Prove that a group G of order 4 is abelian.?

Question

Hints: case I: G is cyclic.
Case II: G is not cyclic- in this case show G can't have an element of order 3; then prove that if all the non-identity elements of a group are of order 2, the group is abelian.

Please try to use these hints to solve.....

Answer 1

Suppose G has an element g of order 3. Then the cyclic subgroup generated be g contains three elements {g, g^2, g^3 = e}, where e is the identity. But the order of every subgroup must divide the order of G, and this is a contradiction. So G has no element of order 3.

G also has no element of order 4, because in Case II, G is not cyclic. Thus G = {e,a,b,c}, where e is the identity, and each of a, b, and c has order 2. Now consider the multiplication table.

__| e | a | b | c |
*****************
e * e | a | b | c |
a * a | e |__|__|
b * b |__| e |__|
c * c |__|__| e |

Now look at the second row. We want to find ab; this cannot be a and cannot be b, so it must be c. Then ac must be b, because every row in the table must conttain evry element in the group.

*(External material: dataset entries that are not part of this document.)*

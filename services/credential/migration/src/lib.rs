use sea_orm_migration::prelude::*;

mod m20241001_000001_create_otps;
mod m20241001_000002_create_passwords;

pub struct Migrator;

#[async_trait::async_trait]
impl MigratorTrait for Migrator {
    fn migrations() -> Vec<Box<dyn MigrationTrait>> {
        vec![
            Box::new(m20241001_000001_create_otps::Migration),
            Box::new(m20241001_000002_create_passwords::Migration),
        ]
    }
}
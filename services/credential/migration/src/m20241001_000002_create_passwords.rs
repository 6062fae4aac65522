use sea_orm_migration::prelude::*;

#[derive(DeriveMigrationName)]
pub struct Migration;

#[async_trait::async_trait]
impl MigrationTrait for Migration {
    async fn up(&self, manager: &SchemaManager) -> Result<(), DbErr> {
        manager
            .create_table(
                Table::create()
                    .table(Passwords::Table)
                    .if_not_exists()
                    .col(
                        ColumnDef::new(Passwords::Id)
                            .integer()
                            .not_null()
                            .auto_increment()
                            .primary_key(),
                    )
                    .col(ColumnDef::new(Passwords::Password).string().not_null())
                    .col(
                        ColumnDef::new(Passwords::IsActive)
                            .boolean()
                            .not_null()
                            .default(false),
                    )
                    .col(
                        ColumnDef::new(Passwords::CreatedAt)
                            .timestamp_with_time_zone()
                            .not_null(),
                    )
                    .to_owned(),
            )
            .await?;

        manager
            .create_index(
                Index::create()
                    .table(Passwords::Table)
                    .col(Passwords::IsActive)
                    .name("idx_passwords_is_active")
                    .to_owned(),
            )
            .await
    }

    async fn down(&self, manager: &SchemaManager) -> Result<(), DbErr> {
        manager
            .drop_table(Table::drop().table(Passwords::Table).to_owned())
            .await
    }
}

#[derive(Iden)]
enum Passwords {
    Table,
    Id,
    Password,
    IsActive,
    CreatedAt,
}
#![allow(async_fn_in_trait)]

use chrono::{DateTime, Utc};

use crate::domain::types::{NewOneTimeCode, Notification, OneTimeCode, RotatingPassword};
use crate::error::{CredentialServiceError, DeliveryError, GenerationError, PublishError};

/// Repository for issued one-time codes.
pub trait OtpRepository: Send + Sync {
    /// Persist a new code; the store assigns the id.
    async fn save(&self, otp: &NewOneTimeCode) -> Result<OneTimeCode, CredentialServiceError>;

    /// Exact match on the code value. When the same value was issued more than
    /// once, the most recently issued record wins.
    async fn find_by_code(
        &self,
        code: &str,
    ) -> Result<Option<OneTimeCode>, CredentialServiceError>;

    /// Every stored code, oldest first.
    async fn list(&self) -> Result<Vec<OneTimeCode>, CredentialServiceError>;
}

/// Repository for the rotating shared password.
pub trait PasswordRepository: Send + Sync {
    /// Flip every active record to inactive. Returns how many were changed.
    async fn deactivate_all_active(&self) -> Result<u64, CredentialServiceError>;

    /// Insert a new record with `is_active = true`.
    async fn create_active(
        &self,
        password: &str,
        created_at: DateTime<Utc>,
    ) -> Result<RotatingPassword, CredentialServiceError>;

    /// The most recently created active record, if any.
    async fn find_latest_active(&self) -> Result<Option<RotatingPassword>, CredentialServiceError>;
}

/// Source of cryptographically secure random bytes.
pub trait EntropySource: Send + Sync {
    fn fill(&self, buf: &mut [u8]) -> Result<(), GenerationError>;
}

/// Outbound mail channel.
pub trait Notifier: Send + Sync {
    async fn send(&self, notification: &Notification) -> Result<(), DeliveryError>;
}

/// Outbound side of the message bus.
pub trait EventPublisher: Send + Sync {
    async fn publish(&self, topic: &str, payload: &str) -> Result<(), PublishError>;
}
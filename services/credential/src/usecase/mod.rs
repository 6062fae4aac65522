pub mod code;
pub mod otp;
pub mod password;
pub mod rotation;
pub mod trigger;
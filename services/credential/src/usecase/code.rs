use crate::domain::repository::EntropySource;
use crate::error::GenerationError;

const DIGITS: &[u8] = b"0123456789";

/// Largest multiple of 10 that fits in a byte. Bytes at or above it are
/// discarded so every digit is equally likely.
const ACCEPT_BELOW: u8 = 250;

/// Produces numeric codes from a secure entropy source.
pub struct CodeGenerator<E: EntropySource> {
    pub entropy: E,
}

impl<E: EntropySource> CodeGenerator<E> {
    pub fn new(entropy: E) -> Self {
        Self { entropy }
    }

    /// Generate `length` digits, each uniformly distributed over `0-9`.
    pub fn generate(&self, length: usize) -> Result<String, GenerationError> {
        let mut code = String::with_capacity(length);
        let mut buf = [0u8; 16];
        while code.len() < length {
            self.entropy.fill(&mut buf)?;
            for &byte in buf.iter().filter(|&&b| b < ACCEPT_BELOW) {
                if code.len() == length {
                    break;
                }
                code.push(DIGITS[usize::from(byte % 10)] as char);
            }
        }
        Ok(code)
    }
}
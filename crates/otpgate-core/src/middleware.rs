use axum::http::HeaderValue;
use tower_http::request_id::{MakeRequestId, RequestId, SetRequestIdLayer};
use uuid::Uuid;

pub const X_REQUEST_ID: &str = "x-request-id";

#[derive(Clone, Default)]
pub struct MakeUuidRequestId;

impl MakeRequestId for MakeUuidRequestId {
    fn make_request_id<B>(&mut self, _request: &axum::http::Request<B>) -> Option<RequestId> {
        // A hyphenated UUID is always a valid header value.
        HeaderValue::from_str(&Uuid::new_v4().to_string())
            .ok()
            .map(RequestId::new)
    }
}

/// Build the request-id layer. Apply with `.layer(request_id_layer())` in router.
pub fn request_id_layer() -> SetRequestIdLayer<MakeUuidRequestId> {
    SetRequestIdLayer::new(
        axum::http::HeaderName::from_static(X_REQUEST_ID),
        MakeUuidRequestId,
    )
}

Similar considerations in the third row tell us that ba = c, and bc = a. You know how to complete the table, and now by inspection, we see G is abelian.

Answer 2

(a) think G is an abelian group with 2 factors, a and b, of order 2. I declare that the subgroup is {0, a , b, ab}. We merely might desire to earnings that the gang satisfies the gang axioms. a million) Associativity - holds directly, because of the fact the operation in our subgroup is comparable to in G. 2) identity - we've 0 because of the fact the identity. 3) Inverses - on condition that a and b are order 2, we've a * a = a^2 = 0 and b * b = 0. subsequently, the inverse of a is a, and the inverse of b is b. Now evaluate the ingredient ab. it is likewise its very own inverse. to work out this: ab * ab = (by utilising commutivity) a^2 * b^2 = 0 * 0 = 0. So, we've shown that {0, a, b, ab} is definitely a set; especially, it particularly is a subgroup of G of order 4. (b) might desire to you make sparkling what you mean by utilising Z(G) and C(a)? all and sundry makes use of diverse notation, so it extremely is not sparkling. i wish this helps!